During a parliamentary debate on cuts to housing benefit for those deemed to have spare rooms, David Davies MP spoke about teenage couple Amy Evans, 17, and her partner Lloyd Mulry he met in Blaenavon while filming a recent television documentary.

The Conservative MP, who heads a committee of MPs investigating the effect of the bedroom tax in Wales, said: "I say to the ministers on my front bench, you are being far too generous in many instances. Why should the state be paying for two people to set up in, frankly, a teenage love nest?"

The MP said when he was 17, he would go and see his girlfriend on a park bench in Newport.

"Why is the government paying for them to have a flat all by themselves at all, never-mind whether it's one-bedroom or two-bedroom?" he said.

"I got into a lot of trouble because I suggested to the young man that perhaps he should go out and find a job himself.

"I even had someone email me here. He said, 'You're a Christian, you should be serving the Lord, one day you will stand by the Lord and account for this hardship'.

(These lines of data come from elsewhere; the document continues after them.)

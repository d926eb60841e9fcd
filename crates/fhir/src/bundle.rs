//! FHIR `Bundle` output sink.
//!
//! The conversion engine hands over its final list of resources (top-level resources plus every
//! registered reference target). This module deduplicates them by identity, renders them as a
//! `collection` bundle in JSON or YAML, and reports references that point at nothing in the
//! bundle.

use crate::resource::{ResourceHandle, REFERENCE_KEY};
use crate::{FhirError, FhirResult};
use h2f_types::Value;
use std::collections::HashSet;

/// Output serialisation formats.
#[derive(Clone, Copy, Debug, Default, PartialEq, Eq)]
pub enum OutputFormat {
    #[default]
    Json,
    Yaml,
}

impl std::str::FromStr for OutputFormat {
    type Err = FhirError;

    fn from_str(s: &str) -> Result<Self, Self::Err> {
        match s.trim().to_lowercase().as_str() {
            "json" => Ok(Self::Json),
            "yaml" | "yml" => Ok(Self::Yaml),
            other => Err(FhirError::InvalidInput(format!(
                "unknown output format '{other}' (expected json or yaml)"
            ))),
        }
    }
}

/// An ordered, deduplicated set of resources.
#[derive(Clone, Debug, Default, PartialEq, Eq)]
pub struct Bundle {
    entries: Vec<ResourceHandle>,
}

impl Bundle {
    /// Builds a bundle, keeping the first resource seen for each `(type, id)`.
    pub fn from_resources(resources: impl IntoIterator<Item = ResourceHandle>) -> Self {
        let mut seen = HashSet::new();
        let entries = resources
            .into_iter()
            .filter(|r| seen.insert((r.resource_type().to_owned(), r.id().to_owned())))
            .collect();
        Self { entries }
    }

    pub fn resources(&self) -> &[ResourceHandle] {
        &self.entries
    }

    pub fn len(&self) -> usize {
        self.entries.len()
    }

    pub fn is_empty(&self) -> bool {
        self.entries.is_empty()
    }

    /// Resources of one type, in bundle order.
    pub fn of_type<'a>(&'a self, resource_type: &'a str) -> impl Iterator<Item = &'a ResourceHandle> {
        self.entries
            .iter()
            .filter(move |r| r.resource_type() == resource_type)
    }

    pub fn to_json(&self) -> serde_json::Value {
        let entries: Vec<serde_json::Value> = self
            .entries
            .iter()
            .map(|r| {
                serde_json::json!({
                    "fullUrl": r.reference(),
                    "resource": r.to_json(),
                })
            })
            .collect();
        serde_json::json!({
            "resourceType": "Bundle",
            "type": "collection",
            "entry": entries,
        })
    }

    /// Renders the bundle in the requested format.
    ///
    /// # Errors
    ///
    /// Returns [`FhirError::Translation`] if serialisation fails.
    pub fn render(&self, format: OutputFormat) -> FhirResult<String> {
        let json = self.to_json();
        match format {
            OutputFormat::Json => serde_json::to_string_pretty(&json)
                .map_err(|e| FhirError::Translation(format!("failed to serialise bundle: {e}"))),
            OutputFormat::Yaml => Ok(serde_yaml::to_string(&json)?),
        }
    }

    /// `Type/id` references found in resource bodies that match no entry of this bundle.
    pub fn unresolved_references(&self) -> Vec<String> {
        let known: HashSet<String> = self.entries.iter().map(ResourceHandle::reference).collect();
        let mut missing = Vec::new();
        for entry in &self.entries {
            for value in entry.body().values() {
                collect_references(value, &mut missing);
            }
        }
        missing.retain(|r| !known.contains(r));
        missing.dedup();
        missing
    }
}

fn collect_references(value: &Value, out: &mut Vec<String>) {
    match value {
        Value::Map(map) => {
            if let Some(reference) = map.get(REFERENCE_KEY).and_then(Value::to_text) {
                out.push(reference);
            }
            map.values().for_each(|v| collect_references(v, out));
        }
        Value::List(items) => items.iter().for_each(|v| collect_references(v, out)),
        Value::Absent | Value::Scalar(_) => {}
    }
}

#[cfg(test)]
mod tests {
    use super::*;
    use h2f_types::NonEmptyText;
    use std::collections::BTreeMap;

    fn resource(kind: &str, id: &str, body: Vec<(&str, Value)>) -> ResourceHandle {
        ResourceHandle::new(
            NonEmptyText::new(kind).expect("type"),
            id,
            body.into_iter().map(|(k, v)| (k.to_owned(), v)).collect(),
        )
    }

    #[test]
    fn deduplicates_by_identity() {
        let bundle = Bundle::from_resources([
            resource("Patient", "p1", vec![("gender", Value::text("female"))]),
            resource("Patient", "p1", vec![("gender", Value::text("male"))]),
            resource("Practitioner", "p1", vec![]),
        ]);
        assert_eq!(bundle.len(), 2);
        assert_eq!(
            bundle.resources()[0].body().get("gender"),
            Some(&Value::text("female"))
        );
    }

    #[test]
    fn reports_dangling_references() {
        let patient = resource("Patient", "p1", vec![]);
        let subject = patient.reference_value();
        let bundle = Bundle::from_resources([
            patient,
            resource(
                "Observation",
                "o1",
                vec![
                    ("subject", subject),
                    (
                        "performer",
                        Value::List(vec![Value::Map(BTreeMap::from([(
                            REFERENCE_KEY.to_owned(),
                            Value::text("Practitioner/x"),
                        )]))]),
                    ),
                ],
            ),
        ]);
        assert_eq!(bundle.unresolved_references(), vec!["Practitioner/x".to_owned()]);
    }

    #[test]
    fn renders_collection_bundle() {
        let bundle = Bundle::from_resources([resource("Patient", "p1", vec![])]);
        let json: serde_json::Value =
            serde_json::from_str(&bundle.render(OutputFormat::Json).expect("render"))
                .expect("valid json");
        assert_eq!(json["type"], "collection");
        assert_eq!(json["entry"][0]["fullUrl"], "Patient/p1");
        assert_eq!(json["entry"][0]["resource"]["resourceType"], "Patient");

        let yaml = bundle.render(OutputFormat::Yaml).expect("render yaml");
        assert!(yaml.contains("resourceType: Bundle"));
    }

    #[test]
    fn parses_output_format_names() {
        assert_eq!("YAML".parse::<OutputFormat>().expect("yaml"), OutputFormat::Yaml);
        assert!("xml".parse::<OutputFormat>().is_err());
    }
}
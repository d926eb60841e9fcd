//! FHIR output boundary for the conversion engine.
//!
//! This crate provides the **output object model** and the **output sink**:
//! - [`ResourceHandle`]: one produced resource (type, id, body) with its `(type, id)` identity
//! - [`Bundle`]: the deduplicated collection handed over at the end of a conversion run,
//!   rendered as a FHIR `collection` bundle in JSON or YAML
//!
//! This crate does not validate resources against FHIR profiles. It only guarantees that
//! every entry carries `resourceType` and `id` and can report dangling references.

pub mod bundle;
pub mod resource;

pub use bundle::{Bundle, OutputFormat};
pub use resource::{value_to_json, ResourceHandle, REFERENCE_KEY};

/// Errors returned by the `fhir` boundary crate.
#[derive(Debug, thiserror::Error)]
pub enum FhirError {
    #[error("invalid input: {0}")]
    InvalidInput(String),

    #[error("invalid YAML: {0}")]
    InvalidYaml(#[from] serde_yaml::Error),

    #[error("translation error: {0}")]
    Translation(String),
}

/// Type alias for Results that can fail with a [`FhirError`].
pub type FhirResult<T> = Result<T, FhirError>;
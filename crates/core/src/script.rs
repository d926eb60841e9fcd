//! Script expressions.
//!
//! The engine treats scripts as opaque text handed to a [`ScriptEvaluator`]. The bundled
//! [`BuiltinScripts`] evaluator understands a small function-call language, enough for the
//! value shaping templates commonly need:
//!
//! ```text
//! concat($given, ' ', $family)
//! coalesce($preferred, $fallback, 'unknown')
//! upper(trim($code))
//! uuid()
//! now()
//! ```
//!
//! Arguments are `$name` bindings (the binding's text), quoted literals, or nested calls.

use crate::context::Context;
use crate::error::{ExtractionError, SyntaxError};
use crate::spec::check_identifier;
use h2f_types::Value;

/// Evaluates script text against a context.
///
/// Implementations are shared read-only across concurrent conversions.
pub trait ScriptEvaluator: Send + Sync {
    /// # Errors
    ///
    /// Returns [`ExtractionError::Script`] when the script cannot be evaluated. The engine logs
    /// the error and treats the field as absent.
    fn evaluate(&self, script: &str, context: &Context) -> Result<Value, ExtractionError>;

    /// Load-time check of script text. The default accepts everything.
    fn validate(&self, _script: &str) -> Result<(), SyntaxError> {
        Ok(())
    }
}

#[derive(Clone, Debug, PartialEq, Eq)]
enum Term {
    Binding(String),
    Literal(String),
    Call { function: Function, args: Vec<Term> },
}

#[derive(Clone, Copy, Debug, PartialEq, Eq)]
enum Function {
    Uuid,
    Now,
    Concat,
    Upper,
    Lower,
    Trim,
    Coalesce,
}

impl Function {
    fn parse(name: &str) -> Option<Self> {
        let function = match name {
            "uuid" => Self::Uuid,
            "now" => Self::Now,
            "concat" => Self::Concat,
            "upper" => Self::Upper,
            "lower" => Self::Lower,
            "trim" => Self::Trim,
            "coalesce" => Self::Coalesce,
            _ => return None,
        };
        Some(function)
    }

    fn arity(self) -> (usize, Option<usize>) {
        match self {
            Self::Uuid | Self::Now => (0, Some(0)),
            Self::Upper | Self::Lower | Self::Trim => (1, Some(1)),
            Self::Concat | Self::Coalesce => (1, None),
        }
    }
}

/// The bundled function-call evaluator.
#[derive(Clone, Copy, Debug, Default)]
pub struct BuiltinScripts;

impl ScriptEvaluator for BuiltinScripts {
    fn evaluate(&self, script: &str, context: &Context) -> Result<Value, ExtractionError> {
        let term = parse(script).map_err(|e| ExtractionError::Script {
            script: script.to_owned(),
            reason: e.to_string(),
        })?;
        Ok(eval(&term, context).map_or(Value::Absent, Value::text))
    }

    fn validate(&self, script: &str) -> Result<(), SyntaxError> {
        parse(script).map(|_| ())
    }
}

fn eval(term: &Term, context: &Context) -> Option<String> {
    match term {
        Term::Literal(text) => Some(text.clone()),
        Term::Binding(name) => context
            .value(name)
            .and_then(Value::to_text)
            .filter(|t| !t.trim().is_empty()),
        Term::Call { function, args } => match function {
            Function::Uuid => Some(uuid::Uuid::new_v4().to_string()),
            Function::Now => Some(chrono::Utc::now().to_rfc3339_opts(chrono::SecondsFormat::Secs, true)),
            Function::Concat => {
                let joined: String = args.iter().filter_map(|a| eval(a, context)).collect();
                (!joined.is_empty()).then_some(joined)
            }
            Function::Coalesce => args.iter().find_map(|a| eval(a, context)),
            Function::Upper => eval(&args[0], context).map(|t| t.to_uppercase()),
            Function::Lower => eval(&args[0], context).map(|t| t.to_lowercase()),
            Function::Trim => eval(&args[0], context)
                .map(|t| t.trim().to_owned())
                .filter(|t| !t.is_empty()),
        },
    }
}

fn parse(script: &str) -> Result<Term, SyntaxError> {
    let mut parser = Parser {
        input: script.trim(),
        pos: 0,
    };
    let term = parser.term()?;
    parser.skip_whitespace();
    if parser.pos != parser.input.len() {
        return Err(SyntaxError::new(format!(
            "unexpected '{}' at offset {}",
            &parser.input[parser.pos..],
            parser.pos
        )));
    }
    match term {
        Term::Call { .. } => Ok(term),
        _ => Err(SyntaxError::new("a script must be a function call")),
    }
}

struct Parser<'a> {
    input: &'a str,
    pos: usize,
}

impl Parser<'_> {
    fn peek(&self) -> Option<char> {
        self.input[self.pos..].chars().next()
    }

    fn skip_whitespace(&mut self) {
        while let Some(c) = self.peek().filter(|c| c.is_whitespace()) {
            self.pos += c.len_utf8();
        }
    }

    fn expect(&mut self, expected: char) -> Result<(), SyntaxError> {
        self.skip_whitespace();
        if self.peek() == Some(expected) {
            self.pos += expected.len_utf8();
            Ok(())
        } else {
            Err(SyntaxError::new(format!(
                "expected '{expected}' at offset {}",
                self.pos
            )))
        }
    }

    fn name(&mut self) -> &str {
        let start = self.pos;
        while self
            .peek()
            .is_some_and(|c| c.is_ascii_alphanumeric() || matches!(c, '_' | '-' | '.'))
        {
            self.pos += 1;
        }
        &self.input[start..self.pos]
    }

    fn term(&mut self) -> Result<Term, SyntaxError> {
        self.skip_whitespace();
        match self.peek() {
            Some('$') => {
                self.pos += 1;
                let name = self.name().to_owned();
                check_identifier(&name)?;
                Ok(Term::Binding(name))
            }
            Some(quote @ ('\'' | '"')) => {
                self.pos += 1;
                let rest = &self.input[self.pos..];
                let end = rest
                    .find(quote)
                    .ok_or_else(|| SyntaxError::new("unterminated string literal"))?;
                let literal = rest[..end].to_owned();
                self.pos += end + 1;
                Ok(Term::Literal(literal))
            }
            Some(c) if c.is_ascii_alphabetic() => {
                let name = self.name().to_owned();
                let function = Function::parse(&name)
                    .ok_or_else(|| SyntaxError::new(format!("unknown function '{name}'")))?;
                self.expect('(')?;
                let mut args = Vec::new();
                self.skip_whitespace();
                if self.peek() == Some(')') {
                    self.pos += 1;
                } else {
                    loop {
                        args.push(self.term()?);
                        self.skip_whitespace();
                        match self.peek() {
                            Some(',') => self.pos += 1,
                            Some(')') => {
                                self.pos += 1;
                                break;
                            }
                            _ => {
                                return Err(SyntaxError::new(format!(
                                    "expected ',' or ')' at offset {}",
                                    self.pos
                                )))
                            }
                        }
                    }
                }
                let (min, max) = function.arity();
                if args.len() < min || max.is_some_and(|max| args.len() > max) {
                    return Err(SyntaxError::new(format!(
                        "{name}() called with {} argument(s)",
                        args.len()
                    )));
                }
                Ok(Term::Call { function, args })
            }
            _ => Err(SyntaxError::new(format!(
                "expected a binding, literal or call at offset {}",
                self.pos
            ))),
        }
    }
}

#[cfg(test)]
mod tests {
    use super::*;
    use crate::context::EvaluationResult;

    fn context() -> Context {
        Context::new().extend(vec![
            EvaluationResult::new("given", Value::text("Jane")),
            EvaluationResult::new("family", Value::text("Doe")),
            EvaluationResult::empty("nothing"),
        ])
    }

    fn run(script: &str) -> Value {
        BuiltinScripts
            .evaluate(script, &context())
            .expect("script evaluates")
    }

    #[test]
    fn concatenates_bindings_and_literals() {
        assert_eq!(
            run("concat($given, ' ', upper($family))"),
            Value::text("Jane DOE")
        );
        assert_eq!(run("concat($nothing)"), Value::Absent);
    }

    #[test]
    fn coalesce_takes_the_first_present_argument() {
        assert_eq!(run("coalesce($nothing, $missing, 'fallback')"), Value::text("fallback"));
        assert_eq!(run("lower(coalesce($family))"), Value::text("doe"));
    }

    #[test]
    fn generates_ids_and_timestamps() {
        let id = run("uuid()").to_text().expect("uuid text");
        assert!(uuid::Uuid::parse_str(&id).is_ok());
        let now = run("now()").to_text().expect("timestamp");
        assert!(chrono::DateTime::parse_from_rfc3339(&now).is_ok());
    }

    #[test]
    fn validation_rejects_bad_scripts() {
        for script in ["", "$given", "'text'", "shout($given)", "upper()", "uuid(1)", "concat($a", "concat('a) "] {
            assert!(BuiltinScripts.validate(script).is_err(), "'{script}' should not validate");
        }
        assert!(BuiltinScripts.validate("trim( $given )").is_ok());
    }
}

"And I wrote back and said, I read my bible, I don't see anywhere in the bible where it says 17-year-olds should be given a flat but I see plenty of examples of people who have had to move for a better way of life, whether it was Abraham going off to the Promised Land or Moses or the disciples who toured all over Europe. They all moved."

Mr Davies made similar comments about "feckless fathers" to the Argus last month.

He said the money paying for housing benefit is not coming from the government, it is coming from "their neighbours and people who pay taxes".

He said: "It is like knocking on their neighbour's houses asking for money.

"This government isn't there to supply flats to teenagers who want to set up shop with each other. It's there to provide a safety net."